An unaltered copy of the listing below is required.

▶ **RECORD SET**
========

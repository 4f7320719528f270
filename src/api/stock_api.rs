// ==========================================
// 纺织品库存台账系统 - 库存总览 API
// ==========================================
// 职责: 当前余额 / 最近销售 / 滞销等级 / 历史余额
// 说明: 余额每次由全量流水汇总，调用方自行缓存
// ==========================================

use crate::api::error::{config_error, ApiResult};
use crate::config::ConfigManager;
use crate::domain::balance::{Balance, StockRow};
use crate::domain::item::Item;
use crate::domain::movement::MovementFilter;
use crate::domain::text::normalize_key_part;
use crate::domain::types::StockSortPreset;
use crate::engine::LedgerAggregator;
use crate::perf::PerfGuard;
use crate::repository::LedgerStore;
use chrono::NaiveDate;
use serde::{Deserialize, Serialize};
use std::collections::HashMap;
use std::sync::Arc;
use tracing::debug;

/// 库存总览查询条件
#[derive(Debug, Clone, Default, PartialEq, Serialize, Deserialize)]
pub struct StockQuery {
    /// 在 显示名/色号/色名/描述 中搜索
    pub search: Option<String>,
    /// 只看滞销（含从未销售）
    pub only_stale: bool,
    pub preset: StockSortPreset,
    pub active_only: bool,
}

/// 历史余额行
#[derive(Debug, Clone, PartialEq, Serialize, Deserialize)]
pub struct HistoricalBalance {
    pub item: Item,
    pub balance: Balance,
}

// ==========================================
// StockApi - 库存总览 API
// ==========================================
pub struct StockApi {
    store: Arc<dyn LedgerStore>,
    config: Arc<ConfigManager>,
    aggregator: LedgerAggregator,
}

impl StockApi {
    pub fn new(store: Arc<dyn LedgerStore>, config: Arc<ConfigManager>) -> Self {
        Self {
            store,
            config,
            aggregator: LedgerAggregator::new(),
        }
    }

    /// 全部商品的当前余额
    pub fn current_balances(&self) -> ApiResult<HashMap<String, Balance>> {
        let items = self.store.list_items(false)?;
        let movements = self.store.list_movements(&MovementFilter::all())?;
        Ok(self.aggregator.compute_balances(&items, &movements))
    }

    /// 库存总览
    ///
    /// # 参数
    /// - query: 搜索/滞销过滤/排序预设
    /// - today: 计算"距今天数"的基准日
    pub fn stock_overview(&self, query: &StockQuery, today: NaiveDate) -> ApiResult<Vec<StockRow>> {
        let mut perf = PerfGuard::new("stock_overview");
        let thresholds = self.config.get_stale_thresholds().map_err(config_error)?;

        let items = filter_items(self.store.list_items(query.active_only)?, query.search.as_deref());
        let movements = self.store.list_movements(&MovementFilter::all())?;

        let mut rows = self
            .aggregator
            .compute_stock_rows(items, &movements, today, &thresholds);
        if query.only_stale {
            rows.retain(|r| self.aggregator.is_stale(r.days_since_sale, &thresholds));
        }
        self.aggregator.sort_stock_rows(&mut rows, query.preset);

        perf.set_rows(rows.len());
        debug!(rows = rows.len(), preset = ?query.preset, "库存总览生成");
        Ok(rows)
    }

    /// 截至某日（含）的历史余额
    pub fn balances_as_of(
        &self,
        as_of: NaiveDate,
        search: Option<&str>,
    ) -> ApiResult<Vec<HistoricalBalance>> {
        let items = filter_items(self.store.list_items(false)?, search);
        let movements = self.store.list_movements(&MovementFilter {
            date_to: Some(as_of),
            ..MovementFilter::all()
        })?;

        let balances = self.aggregator.balances_as_of(&items, &movements, as_of);
        Ok(items
            .into_iter()
            .map(|item| {
                let balance = balances.get(&item.item_id).copied().unwrap_or(Balance::ZERO);
                HistoricalBalance { item, balance }
            })
            .collect())
    }
}

/// 按搜索词过滤商品（规范化后包含匹配）
pub(crate) fn filter_items(items: Vec<Item>, search: Option<&str>) -> Vec<Item> {
    let needle = search.map(normalize_key_part).unwrap_or_default();
    if needle.is_empty() {
        return items;
    }
    items
        .into_iter()
        .filter(|i| i.search_text().contains(&needle))
        .collect()
}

========

▶ **EXERCISE OUTPUT**
repository 4f7320719528f270
filename src/api/stock_api.rs
// ==========================================
// 纺织品库存台账系统 - 库存总览 API
// ==========================================
// 职责: 当前余额 / 最近销售 / 滞销等级 / 历史余额
// 说明: 余额每次由全量流水汇总，调用方自行缓存
// ==========================================

use crate::api::error::{config_error, ApiResult};
use crate::config::ConfigManager;
use crate::domain::balance::{Balance, StockRow};
use crate::domain::item::Item;
use crate::domain::movement::MovementFilter;
use crate::domain::text::normalize_key_part;
use crate::domain::types::StockSortPreset;
use crate::engine::LedgerAggregator;
use crate::perf::PerfGuard;
use crate::repository::LedgerStore;
use chrono::NaiveDate;
use serde::{Deserialize, Serialize};
use std::collections::HashMap;
use std::sync::Arc;
use tracing::debug;

/// 库存总览查询条件
#[derive(Debug, Clone, Default, PartialEq, Serialize, Deserialize)]
pub struct StockQuery {
    /// 在 显示名/色号/色名/描述 中搜索
    pub search: Option<String>,
    /// 只看滞销（含从未销售）
    pub only_stale: bool,
    pub preset: StockSortPreset,
    pub active_only: bool,
}

/// 历史余额行
#[derive(Debug, Clone, PartialEq, Serialize, Deserialize)]
pub struct HistoricalBalance {
    pub item: Item,
    pub balance: Balance,
}

// ==========================================
// StockApi - 库存总览 API
// ==========================================
pub struct StockApi {
    store: Arc<dyn LedgerStore>,
    config: Arc<ConfigManager>,
    aggregator: LedgerAggregator,
}

impl StockApi {
    pub fn new(store: Arc<dyn LedgerStore>, config: Arc<ConfigManager>) -> Self {
        Self {
            store,
            config,
            aggregator: LedgerAggregator::new(),
        }
    }

    /// 全部商品的当前余额
    pub fn current_balances(&self) -> ApiResult<HashMap<String, Balance>> {
        let items = self.store.list_items(false)?;
        let movements = self.store.list_movements(&MovementFilter::all())?;
        Ok(self.aggregator.compute_balances(&items, &movements))
    }

    /// 库存总览
    ///
    /// # 参数
    /// - query: 搜索/滞销过滤/排序预设
    /// - today: 计算"距今天数"的基准日
    pub fn stock_overview(&self, query: &StockQuery, today: NaiveDate) -> ApiResult<Vec<StockRow>> {
        let mut perf = PerfGuard::new("stock_overview");
        let thresholds = self.config.get_stale_thresholds().map_err(config_error)?;

        let items = filter_items(self.store.list_items(query.active_only)?, query.search.as_deref());
        let movements = self.store.list_movements(&MovementFilter::all())?;

        let mut rows = self
            .aggregator
            .compute_stock_rows(items, &movements, today, &thresholds);
        if query.only_stale {
            rows.retain(|r| self.aggregator.is_stale(r.days_since_sale, &thresholds));
        }
        self.aggregator.sort_stock_rows(&mut rows, query.preset);

        perf.set_rows(rows.len());
        debug!(rows = rows.len(), preset = ?query.preset, "库存总览生成");
        Ok(rows)
    }

    /// 截至某日（含）的历史余额
    pub fn balances_as_of(
        &self,
        as_of: NaiveDate,
        search: Option<&str>,
    ) -> ApiResult<Vec<HistoricalBalance>> {
        let items = filter_items(self.store.list_items(false)?, search);
        let movements = self.store.list_movements(&MovementFilter {
            date_to: Some(as_of),
            ..MovementFilter::all()
        })?;

        let balances = self.aggregator.balances_as_of(&items, &movements, as_of);
        Ok(items
            .into_iter()
            .map(|item| {
                let balance = balances.get(&item.item_id).copied().unwrap_or(Balance::ZERO);
                HistoricalBalance { item, balance }
            })
            .collect())
    }
}

/// 按搜索词过滤商品（规范化后包含匹配）
pub(crate) fn filter_items(items: Vec<Item>, search: Option<&str>) -> Vec<Item> {
    let needle = search.map(normalize_key_part).unwrap_or_default();
    if needle.is_empty() {
        return items;
    }
    items
        .into_iter()
        .filter(|i| i.search_text().contains(&needle))
        .collect()
}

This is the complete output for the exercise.